Joao Valente Nabais

Diabetes, when well managed, is not a limitation to achieving dreams and goals. It can make us stronger and more resilient.

How long have you been living with diabetes?

I've been living with type 1 diabetes for 40 years.

How were you diagnosed?

I had the usual symptoms, namely intense thirst, frequent urination and tiredness. My parents took me to the doctor who, after using a strip to determine the presence of sugar in my urine, diagnosed me with type 1 diabetes.

Did your diagnosis come as a surprise to you?

I confess that at the time I was not very surprised, nor did I feel much impact from the diagnosis.

How did your diagnosis affect your family or loved ones?

My mother suffered a lot because at that time there was little information about diabetes and there were quite a lot of restrictions. At the time they prescribed a diet and I had to use glass syringes. The fact that it was a chronic disease had a big impact on my parents. My mother always hoped that a cure for diabetes would be found.

What are the most important things that have supported your diabetes care?

Firstly, family support. My parents always motivated me and never limited me because I had diabetes. Secondly, the medical support from a multidisciplinary team that from day one bet on my therapeutic education. I thank from the bottom of my heart all the help, friendship and encouragement I received from all the health personnel that I had the pleasure and the privilege of being in contact with. Thirdly, my involvement in associations of people with diabetes. Peer support has been very important.

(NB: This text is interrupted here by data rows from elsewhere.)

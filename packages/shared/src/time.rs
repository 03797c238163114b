//! Time utilities with a clock abstraction for testability.

use chrono::Utc;

/// Clock trait for dependency injection and testing.
pub trait Clock: Send + Sync {
    /// Current Unix timestamp in milliseconds (UTC).
    fn now_millis(&self) -> i64;
}

/// System clock implementation (uses actual system time).
#[derive(Debug, Clone, Copy, Default)]
pub struct SystemClock;

impl Clock for SystemClock {
    fn now_millis(&self) -> i64 {
        unix_millis()
    }
}

/// Fixed clock implementation for testing (returns a fixed time).
#[derive(Debug, Clone, Copy)]
pub struct FixedClock {
    fixed_time: i64,
}

impl FixedClock {
    pub fn new(fixed_time_millis: i64) -> Self {
        Self {
            fixed_time: fixed_time_millis,
        }
    }
}

impl Clock for FixedClock {
    fn now_millis(&self) -> i64 {
        self.fixed_time
    }
}

/// Current Unix timestamp in milliseconds (UTC).
pub fn unix_millis() -> i64 {
    Utc::now().timestamp_millis()
}
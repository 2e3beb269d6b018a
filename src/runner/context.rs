use std::fmt;
use std::sync::Arc;
use std::sync::atomic::{AtomicBool, Ordering};

use parking_lot::Mutex;
use tracing::warn;

use crate::config::RunConfig;
use crate::plan::ExecutionPlan;
use crate::runner::notify::Notifier;
use crate::runner::pool::{Executor, ExecutorFactory};

/// Requests a run-level abort from any thread.
///
/// After an abort no new unit or invocation is dispatched. Running bodies
/// finish normally; units that never started are recorded as skipped. The
/// handle stays tripped for every later run of the same engine.
#[derive(Clone, Default)]
pub struct AbortHandle {
    inner: Arc<AbortState>,
}

#[derive(Default)]
struct AbortState {
    aborted: AtomicBool,
    reason: Mutex<Option<String>>,
}

impl AbortHandle {
    /// Trip the handle. Only the first reason is kept.
    pub fn abort(&self, reason: impl Into<String>) {
        let mut slot = self.inner.reason.lock();
        if slot.is_none() {
            let reason = reason.into();
            warn!(%reason, "run aborted");
            *slot = Some(reason);
        }
        self.inner.aborted.store(true, Ordering::SeqCst);
    }

    pub fn is_aborted(&self) -> bool {
        self.inner.aborted.load(Ordering::SeqCst)
    }

    pub fn reason(&self) -> Option<String> {
        self.inner.reason.lock().clone()
    }
}

impl fmt::Debug for AbortHandle {
    fn fmt(&self, f: &mut fmt::Formatter<'_>) -> fmt::Result {
        f.debug_struct("AbortHandle")
            .field("aborted", &self.is_aborted())
            .finish()
    }
}

/// State shared by the scheduling thread and every worker for one run.
pub(crate) struct RunContext {
    pub plan: ExecutionPlan,
    pub config: RunConfig,
    pub notifier: Notifier,
    pub abort: AbortHandle,
    pub factory: Arc<dyn ExecutorFactory>,
    /// The run-wide data-provider pool, when sharing is on.
    pub shared_data_pool: Option<Arc<dyn Executor>>,
}

impl RunContext {
    pub fn aborted_reason(&self) -> String {
        self.abort
            .reason()
            .unwrap_or_else(|| "abort requested".to_owned())
    }
}
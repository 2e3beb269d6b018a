use crate::runner::report::RunReport;

/// Emit run results as YAML.
pub fn emit_run_yaml(report: &RunReport) -> String {
    serde_yaml::to_string(report).unwrap_or_else(|e| format!("# Error serializing report: {e}"))
}

/// Emit run results as JSON.
pub fn emit_run_json(report: &RunReport) -> String {
    serde_json::to_string_pretty(report).unwrap_or_else(|e| format!("{{ \"error\": \"{e}\" }}"))
}
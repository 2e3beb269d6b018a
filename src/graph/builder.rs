use std::collections::{BTreeMap, HashMap};

use petgraph::Direction;
use petgraph::graph::{DiGraph, NodeIndex};
use tracing::debug;

use crate::error::ConfigError;
use crate::graph::analysis::find_cycle;
use crate::model::Unit;

/// Why an edge exists.
#[derive(Debug, Clone, PartialEq, Eq)]
pub enum EdgeKind {
    /// Explicit dependency on a unit by name.
    Unit,
    /// Membership of the upstream unit in a group the dependent depends on.
    Group(String),
}

/// Dependency graph over the declared units, backed by petgraph.
///
/// Node weights are indices into the unit table; an edge `a -> b` means `a`
/// must reach a terminal outcome before `b` is dispatched. All names are
/// resolved here, so nothing is looked up by name during a run.
#[derive(Debug, Clone)]
pub struct DependencyGraph {
    pub graph: DiGraph<usize, EdgeKind>,
    pub node_indices: Vec<NodeIndex>,
    pub(crate) names: Vec<String>,
}

impl DependencyGraph {
    pub fn unit_count(&self) -> usize {
        self.node_indices.len()
    }

    pub fn name(&self, unit: usize) -> &str {
        &self.names[unit]
    }

    /// Units that must finish before `unit`, ascending and deduplicated.
    pub fn predecessors(&self, unit: usize) -> Vec<usize> {
        self.neighbors(unit, Direction::Incoming)
    }

    /// Units waiting on `unit`, ascending and deduplicated.
    pub fn dependents(&self, unit: usize) -> Vec<usize> {
        self.neighbors(unit, Direction::Outgoing)
    }

    fn neighbors(&self, unit: usize, dir: Direction) -> Vec<usize> {
        let mut out: Vec<usize> = self
            .graph
            .neighbors_directed(self.node_indices[unit], dir)
            .map(|n| self.graph[n])
            .collect();
        out.sort_unstable();
        out.dedup();
        out
    }

    /// Whether `unit` has any incoming or outgoing dependency edge.
    pub fn is_linked(&self, unit: usize) -> bool {
        let idx = self.node_indices[unit];
        self.graph
            .neighbors_directed(idx, Direction::Incoming)
            .next()
            .is_some()
            || self
                .graph
                .neighbors_directed(idx, Direction::Outgoing)
                .next()
                .is_some()
    }
}

/// Resolve every dependency of `units` into graph edges.
///
/// # Errors
///
/// Returns a [`ConfigError`] if:
/// - two units share a name
/// - a unit depends on a unit name that does not exist
/// - an instance-bound source is declared on a unit without an instance
/// - the dependencies form a cycle
///
/// A dependency on a group nobody belongs to is satisfied vacuously.
pub fn build(units: &[Unit]) -> Result<DependencyGraph, ConfigError> {
    let mut by_name: HashMap<&str, usize> = HashMap::with_capacity(units.len());
    for (i, unit) in units.iter().enumerate() {
        if by_name.insert(unit.name.as_str(), i).is_some() {
            return Err(ConfigError::DuplicateUnit(unit.name.clone()));
        }
        if let Some(source) = &unit.source
            && source.is_instance_bound()
            && unit.instance.is_none()
        {
            return Err(ConfigError::InstanceBoundWithoutInstance {
                unit: unit.name.clone(),
                provider: source.name().to_owned(),
            });
        }
    }

    let mut members: BTreeMap<&str, Vec<usize>> = BTreeMap::new();
    for (i, unit) in units.iter().enumerate() {
        for group in &unit.groups {
            members.entry(group.as_str()).or_default().push(i);
        }
    }

    let mut graph = DiGraph::with_capacity(units.len(), 0);
    let node_indices: Vec<NodeIndex> = (0..units.len()).map(|i| graph.add_node(i)).collect();

    for (i, unit) in units.iter().enumerate() {
        for dep in &unit.depends_on {
            let Some(&from) = by_name.get(dep.as_str()) else {
                return Err(ConfigError::UnresolvedDependency {
                    unit: unit.name.clone(),
                    dependency: dep.clone(),
                });
            };
            graph.update_edge(node_indices[from], node_indices[i], EdgeKind::Unit);
        }
        for group in &unit.depends_on_groups {
            let Some(group_members) = members.get(group.as_str()) else {
                debug!(unit = %unit.name, %group, "dependency on empty group");
                continue;
            };
            for &from in group_members.iter().filter(|&&m| m != i) {
                if graph.find_edge(node_indices[from], node_indices[i]).is_none() {
                    graph.add_edge(
                        node_indices[from],
                        node_indices[i],
                        EdgeKind::Group(group.clone()),
                    );
                }
            }
        }
    }

    let dg = DependencyGraph {
        graph,
        node_indices,
        names: units.iter().map(|u| u.name.clone()).collect(),
    };

    if let Some(cycle) = find_cycle(&dg) {
        return Err(ConfigError::DependencyCycle(cycle));
    }

    debug!(
        units = dg.unit_count(),
        edges = dg.graph.edge_count(),
        "built dependency graph"
    );
    Ok(dg)
}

What has living with diabetes taught you the most?

That diabetes, when well managed, is not a limitation to achieving dreams and goals. That diabetes makes us stronger and more resilient.

What has been your lowest point with diabetes?

Living with diabetes always means having good times and bad times. I have always accepted this, but there have been moments of fatigue that led me to not care about diabetes.

Have you ever experienced issues accessing diabetes medicines, supplies and care?

Fortunately, access to medicines (particularly insulin) and some technologies has always been easy for me. However, in Portugal we often have difficulty accessing new medical devices and some pharmacological innovations.

What would you like to see change in diabetes over the next 100 years?

No discrimination. Access to insulin all over the world. Access to diabetes education worldwide. Access to all the innovations that are developed for all people with diabetes. An end to inequalities in health.

What do you think needs to change to improve the lives of people living with diabetes in your country?

The abusive cost of health and life insurance for people with diabetes has to end. Diabetes innovations should be easier to access and there should be no more discrimination.

What does the centenary of insulin mean to you?

It means life. It means celebrating what allows me to live. It means celebrating all the advances and innovations in new insulins that have been developed over the last 100 years, but also celebrating future innovations. These make the lives of people with diabetes easier, more flexible and happier. But it also reminds me that access to insulin is still not guaranteed all over the world. It reminds me that we still have an uphill struggle ahead of us to ensure that no child dies from diabetes.